1c. Frühzeitig erschlaffte kommen nicht mehr so oft in Buchläden, Dahingeschiedene in der Regel gar nicht mehr.
1d. Kluge Köpfe in der Bücherindustrie haben überlegt, wie sie die sich aus 1a-c. ergebenden negativen wirtschaftlichen Folgen mit ihren Mitteln verringern können. So entstand der Plan - der alsbald in die Tat umgesetzt wurde - Leseratten und Bücherwürmern zumindest im Kopf-/Nackenbereich zu mehr Bewegung zu verhelfen, da sie aufgrund der wechselnden Titelbeschriftung vor ihren Bücherregealen keine einheitliche Blickrichtung beibehalten können.
1e. Ganz unsportliche Leseratten und Bücherwürmern durchkreuzen diese Absicht, indem sie ihre Bücher entsprechend sortieren.
1f. Alle wohlgemeinten Maßnahmen verlieren durch zunehmende Verbreitung virtueller Lektüre ihren Sinn - wo bleiben die Richtungswechsel auf Internet-Seiten ? (M.H.)
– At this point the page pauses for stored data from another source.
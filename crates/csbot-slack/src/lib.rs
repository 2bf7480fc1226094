//! Cluster Support Bot Slack Adapter
//!
//! Receives channel messages over Socket Mode and posts threaded replies
//! through the Web API.

mod api;

pub use api::SlackApiClient;

use anyhow::{Context, Result};
use csbot_config::SlackConfig;
use csbot_ipc::{EventBus, InboundEvent, OutboundMessage};
use futures_util::{SinkExt, StreamExt};
use serde::Deserialize;
use serde_json::{json, Value};
use std::time::Duration;
use tokio::sync::broadcast;
use tokio_tungstenite::{connect_async, tungstenite::Message as WsMessage};
use tracing::{debug, error, info, warn};

#[derive(Debug, Clone, Deserialize)]
struct SocketEnvelope {
    #[serde(default)]
    envelope_id: Option<String>,
    #[serde(rename = "type")]
    envelope_type: String,
    #[serde(default)]
    payload: Value,
}

#[derive(Debug, Deserialize)]
struct EventCallback {
    #[serde(rename = "type")]
    callback_type: String,
    event: MessagePayload,
}

#[derive(Debug, Deserialize)]
struct MessagePayload {
    #[serde(rename = "type")]
    event_type: String,
    #[serde(default)]
    subtype: Option<String>,
    #[serde(default)]
    text: Option<String>,
    #[serde(default)]
    channel: Option<String>,
    #[serde(default)]
    ts: Option<String>,
    #[serde(default)]
    thread_ts: Option<String>,
}

pub struct SlackAdapter {
    api: SlackApiClient,
    reconnect_delay: Duration,
    event_bus: Option<EventBus>,
}

impl SlackAdapter {
    pub fn new(config: &SlackConfig) -> Result<Self> {
        Ok(Self {
            api: SlackApiClient::new(config)?,
            reconnect_delay: Duration::from_secs(config.reconnect_delay_secs.max(1)),
            event_bus: None,
        })
    }

    pub fn with_event_bus(mut self, event_bus: EventBus) -> Self {
        self.event_bus = Some(event_bus);
        self
    }

    /// Socket Mode loop; reconnects after every session end or failure.
    pub async fn poll(&self) -> Result<()> {
        info!("Slack adapter starting Socket Mode");

        loop {
            match self.api.open_socket_connection().await {
                Ok(url) => {
                    info!("Slack socket connected");
                    if let Err(e) = self.run_socket_session(&url).await {
                        warn!("Slack socket session ended with error: {:#}", e);
                    } else {
                        info!("Slack socket session closed");
                    }
                }
                Err(e) => error!("Failed to open Slack socket connection: {:#}", e),
            }

            tokio::time::sleep(self.reconnect_delay).await;
        }
    }

    async fn run_socket_session(&self, socket_url: &str) -> Result<()> {
        let (stream, _response) = connect_async(socket_url)
            .await
            .context("failed to connect slack socket mode websocket")?;
        let (mut sink, mut source) = stream.split();

        while let Some(message) = source.next().await {
            let message = message.context("failed reading slack websocket message")?;
            let Some(envelope) = parse_socket_envelope(message)? else {
                continue;
            };

            if let Some(envelope_id) = &envelope.envelope_id {
                let ack = json!({ "envelope_id": envelope_id }).to_string();
                sink.send(WsMessage::Text(ack.into()))
                    .await
                    .context("failed to send slack socket ack")?;
            }

            if envelope.envelope_type == "disconnect" {
                info!("Slack requested socket refresh");
                return Ok(());
            }

            match event_from_envelope(&envelope) {
                Ok(Some(event)) => self.publish(event),
                Ok(None) => {}
                Err(e) => warn!("Skipping malformed Slack event: {:#}", e),
            }
        }
        Ok(())
    }

    fn publish(&self, event: InboundEvent) {
        let Some(event_bus) = &self.event_bus else {
            return;
        };
        debug!(
            "Slack message in {} ts={} (trace_id={})",
            event.channel, event.ts, event.trace_id
        );
        if let Err(e) = event_bus.publish(event) {
            warn!("Failed to publish Slack event: {}", e);
        }
    }

    pub async fn run_outbound_handler(&self, mut receiver: broadcast::Receiver<OutboundMessage>) {
        info!("Slack outbound handler started");

        loop {
            match receiver.recv().await {
                Ok(msg) => {
                    if let Err(e) = self
                        .api
                        .post_message(&msg.channel, &msg.thread_ts, &msg.content)
                        .await
                    {
                        warn!(
                            "Failed to post reply (trace_id={}): {:#}",
                            msg.trace_id, e
                        );
                    }
                }
                Err(broadcast::error::RecvError::Closed) => {
                    info!("Slack outbound handler stopped: channel closed");
                    break;
                }
                Err(broadcast::error::RecvError::Lagged(skipped)) => {
                    warn!(
                        "Slack outbound handler lagged, skipped {} messages",
                        skipped
                    );
                }
            }
        }
    }
}

fn parse_socket_envelope(message: WsMessage) -> Result<Option<SocketEnvelope>> {
    let text = match message {
        WsMessage::Text(text) => text.to_string(),
        WsMessage::Binary(bytes) => {
            String::from_utf8(bytes.to_vec()).context("invalid utf-8 slack socket payload")?
        }
        WsMessage::Ping(_) | WsMessage::Pong(_) | WsMessage::Close(_) | WsMessage::Frame(_) => {
            return Ok(None)
        }
    };
    let envelope = serde_json::from_str::<SocketEnvelope>(&text)
        .context("failed to parse slack socket envelope")?;
    Ok(Some(envelope))
}

/// Channel message carried by an `events_api` envelope, if any.
///
/// Subtyped messages are still forwarded; the bot decides to ignore them.
fn event_from_envelope(envelope: &SocketEnvelope) -> Result<Option<InboundEvent>> {
    if envelope.envelope_type != "events_api" {
        return Ok(None);
    }

    let callback = serde_json::from_value::<EventCallback>(envelope.payload.clone())
        .context("failed to decode slack event callback payload")?;
    if callback.callback_type != "event_callback" || callback.event.event_type != "message" {
        return Ok(None);
    }

    let payload = callback.event;
    let (Some(channel), Some(ts)) = (payload.channel, payload.ts) else {
        return Ok(None);
    };

    let mut event = InboundEvent::new(&channel, &ts, payload.text.as_deref().unwrap_or_default())
        .with_raw(envelope.payload.clone());
    if let Some(thread_ts) = payload.thread_ts.as_deref() {
        event = event.with_thread_ts(thread_ts);
    }
    if let Some(subtype) = payload.subtype.as_deref() {
        event = event.with_subtype(subtype);
    }
    Ok(Some(event))
}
Je nachdem für welchen Kreis das Buch mehr gedacht ist ob links- oder rechtshänder der eine Neigt sein Kopf bevorzugt nach links der andere nach rechts. (S.E.)

Das ist leicht!
Die Richtung der Buchrückenbedruckung hängt ursächlich mit der politischen Weltanschauung des Druckers zusammen. Der eine steht eher links und der andere eher rechts. Nur ganz wenige stehen in der Mitte und drucken die Buchrücken lesbar. Auf dem Kopf druckt ein verschwindend geringer Anteil. Was soll das auch für eine Weltanschauung sein? (D.)

Diese Tatsache war mir bislang nicht aufgefallen. (H.N.)

Bei deutschen Buchtiteln werden die Titel auf dem Buchrücken in der Regel von unten nach oben gedruckt, bei amerikanischen andersrum. Ausnahmen habe ich bisher nur bei EDV-Büchern beobachtet, wo es bei Power-Usern ja bei den Büchern auf die Sprache nicht ankommt, sondern eher auf die Einheitlichkeit im Regal.
Zu prüfen wäre, ob die links- beziehungsweise rechtsdrehenden Titel eine statistische Korrelation mit dem Kuß-Verhalten der Angehörigen beider Nationen aufweisen (was die Kopfneigung angeht) ;-) (J.M.)

Tom: Tut mir leid, du scheinst nicht allzu viele Bücher zu haben. Bei mir sind deutsche und amerikanische mal so und mal so rum gedruckt. Und auch mit dem Küssen muss ich dir widersprechen: Gute wilde Küsse gehen rechtsrum, linksrum, von oben wie von unten, und das alles auf einmal.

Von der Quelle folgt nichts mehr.